So was the large mouth bass -- I estimated it at 5 lbs or better -- that chose a moment I stood by the water's edge, to meander slowly by, and sticking its tongue out at me in a defiant, knowing taunt.

Bastur...danged fool fish.

#4: the last farm house hadn't really been a 'farm' house when we lived there: it had no agricultural property attached to the house and garage. And it had changed somewhat as well: the large, open-aired-but-covered front porch had been enclosed; a bungalow had been added on to the westside of the house; the garage had been renovated. And the old climbing tree -- the one I used to climb into while taunting one of our dogs, and the one I blew a squirrel out of with my shotgun early one morning, waking up the whole house, had grown up enough to have the house side of the tree pruned back. Otherwise, it was an even more effective shade tree for the yard than it had been in 1970-71.

But for a couple of new houses built immediately to the west and north of the property, the overall view from the property roundabouts was absolutely no different than I had viewed from the spring of '70 to November of 1971.

And then there was the other school I wished to visit.
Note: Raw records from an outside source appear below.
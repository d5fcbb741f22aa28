//! Authentication primitives.
//!
//! - [`jwt`] -- access-token validation (and issuance for tooling and tests).

pub mod jwt;
//! Integration tests for the health check endpoint and general HTTP behaviour.

mod common;

use axum::body::Body;
use axum::http::{Method, Request, StatusCode};
use common::{body_json, get, send};

#[tokio::test]
async fn health_reports_degraded_without_database() {
    let app = common::build_test_app();
    let response = get(app.app(), "/health").await;

    assert_eq!(response.status(), StatusCode::OK);

    let json = body_json(response).await;
    assert_eq!(json["status"], "degraded");
    assert_eq!(json["db_healthy"], false);
    assert!(json["version"].is_string());
    assert_eq!(json["pending_tasks"], 0);
}

#[tokio::test]
async fn unknown_route_returns_404() {
    let app = common::build_test_app();
    let response = get(app.app(), "/this-route-does-not-exist").await;

    assert_eq!(response.status(), StatusCode::NOT_FOUND);
}

#[tokio::test]
async fn response_carries_generated_request_id() {
    let app = common::build_test_app();
    let response = get(app.app(), "/api/v1/search/suggestions?q=villa").await;

    assert_eq!(response.status(), StatusCode::OK);
    let request_id = response
        .headers()
        .get("x-request-id")
        .expect("x-request-id should be set");
    assert!(!request_id.is_empty());
}

#[tokio::test]
async fn client_request_id_is_propagated() {
    let app = common::build_test_app();
    let request = Request::builder()
        .uri("/api/v1/search/suggestions")
        .header("x-request-id", "req-12345")
        .body(Body::empty())
        .unwrap();
    let response = send(app.app(), request).await;

    assert_eq!(response.headers()["x-request-id"], "req-12345");
}

#[tokio::test]
async fn cors_preflight_allows_configured_origin() {
    let app = common::build_test_app();
    let request = Request::builder()
        .method(Method::OPTIONS)
        .uri("/api/v1/listings")
        .header("origin", "http://localhost:5173")
        .header("access-control-request-method", "POST")
        .body(Body::empty())
        .unwrap();
    let response = send(app.app(), request).await;

    assert_eq!(
        response.headers()["access-control-allow-origin"],
        "http://localhost:5173"
    );
}
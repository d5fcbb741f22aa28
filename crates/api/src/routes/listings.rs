//! Route definitions for property listings, mounted at `/listings`.

use axum::routing::get;
use axum::Router;

use crate::handlers::listings;
use crate::state::AppState;

/// ```text
/// GET    /          -> list_listings
/// POST   /          -> create_listing (dealer)
/// GET    /mine      -> my_listings (dealer)
/// GET    /{id}      -> get_listing
/// PUT    /{id}      -> update_listing (dealer, owner)
/// DELETE /{id}      -> archive_listing (dealer, owner)
/// ```
pub fn router() -> Router<AppState> {
    Router::new()
        .route(
            "/",
            get(listings::list_listings).post(listings::create_listing),
        )
        .route("/mine", get(listings::my_listings))
        .route(
            "/{id}",
            get(listings::get_listing)
                .put(listings::update_listing)
                .delete(listings::archive_listing),
        )
}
The one I attended for one year, as a second grader: Kittrell Elementary. It wasn't so much that I had fond memories of the school itself; I just had to return, 41 years after the fact, to the scene of my first brush with cooties and chivalry, and having learned my first lesson about the occasional fickleness and lack of appreciation by the female of the species (recounted in another part of this blog) .

I was amazed that the school itself was, like Orange, unchanged from 1964; the gentle downhill grade from the parking lot to the playground was, as well, as it had been back then. All that was missing were those musical, demonic monkey bars (torn down and removed a year before my visit, as a safety hazard I was told), and the stupid, unappreciative little girl who spurred me to my reckless moment of chivalry. And at a time I had no idea the word existed, let alone knew what the horsefeathers it meant.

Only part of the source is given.